Chemspider raises an important and valuable issue. How is data reposited?
PMR: First, we – or rather Jim – has released the SPECTRa tools ( SPECTRa tools released). There are systems in place in at least Cambridge and Imperial. However that’s only part of the story – the easy bit. The main problem is to create a system and business model where there is a natural incentive to deposit data. We have found very considerable resistance and apathy – it’s easy to get excited by the ODOSOS community, but in practice most chemists don’t care.
One difficult problem is “when” ? When the data are originally collected the chemist would never make them public. Although we can dream I doubt that chemists will rush to Open Notebooks. When the paper is published it would be appropriate to reposit them. But the publication occurs many months after the submission of the manuscript. So you need an escrow repository – that;s why we had to spend so much time on that in SPECTRa. This requires a mechanism of trust and I suspect it can come from the following sources:
- the departmental analytical infrastructure.
- the institutional infrastructure (especially for theses)

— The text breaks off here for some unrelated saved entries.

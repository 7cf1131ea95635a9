use super::model::Maze;

#[derive(Debug, Clone)]
pub struct ValidationError {
    pub message: String,
}

impl ValidationError {
    fn new(msg: impl Into<String>) -> Self {
        ValidationError {
            message: msg.into(),
        }
    }
}

/// Post-load diagnostics for map authors. The loader already guarantees a
/// non-empty grid for anything it produced; the checks here catch maps
/// that are loadable but unplayable. Non-fatal: the caller decides whether
/// to warn or bail.
pub fn validate_maze(maze: &Maze) -> Vec<ValidationError> {
    let mut errors: Vec<ValidationError> = Vec::new();

    if maze.width == 0 || maze.height == 0 {
        errors.push(ValidationError::new("maze has no tiles"));
        return errors;
    }

    if !maze.in_bounds(maze.player.x as i64, maze.player.y as i64) {
        errors.push(ValidationError::new(format!(
            "player position ({}, {}) is outside the {}x{} grid",
            maze.player.x, maze.player.y, maze.width, maze.height
        )));
        return errors;
    }

    if maze.tile_at(maze.player.x, maze.player.y).is_wall {
        errors.push(ValidationError::new(format!(
            "start position ({}, {}) is a wall tile",
            maze.player.x, maze.player.y
        )));
    }

    errors
}
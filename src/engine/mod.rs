mod movement;
mod output;
mod render;
mod visibility;

pub use movement::{Direction, try_handle_movement};
pub use output::{Output, OutputBlock};
pub use render::{FOG_HINT_GLYPH, PLAYER_GLYPH, render_frame};
pub use visibility::{TileVisibility, classify_tile, is_adjacent_to_discovered};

- a respected publisher (Perhaps an obvious role for BMC).
So although I applaud the Chemspider offer to archive data I think it will need a large number of different business models to make it work. Each university department is different and each publisher is different. I wish it wasn’t so. We have to change the culture of data – which is one reason why I shall be attending the Digital Curation Centre meeting next week in Washington.
Finally, what is data? Data without metadata can be almost valueless. Many of the “SD” files on the web have no metadata and you have to guess the tags. Spectra are easier which is why we have started with them, crystallography and compchem. Moreover the metadata are often available in the file – not always but enough that it’s valuable.
But also what and where is the extent of the data? Pubchem, for example, is a linkbase but not a database. It does not, for example, carry melting points. (This is a simplification but it’s generally true). So “putting data in Pubchem” is essentially adding the links to Pubchem through the connection table (or possibly the name in a fwe cases – I don’t know). And unless there are synchronised ontologies then it’s often unclear what quantities are equivalent and what aren’t. There is a lot of difference between a human reading a few entries and a machine reading many thousands and interpreting the results.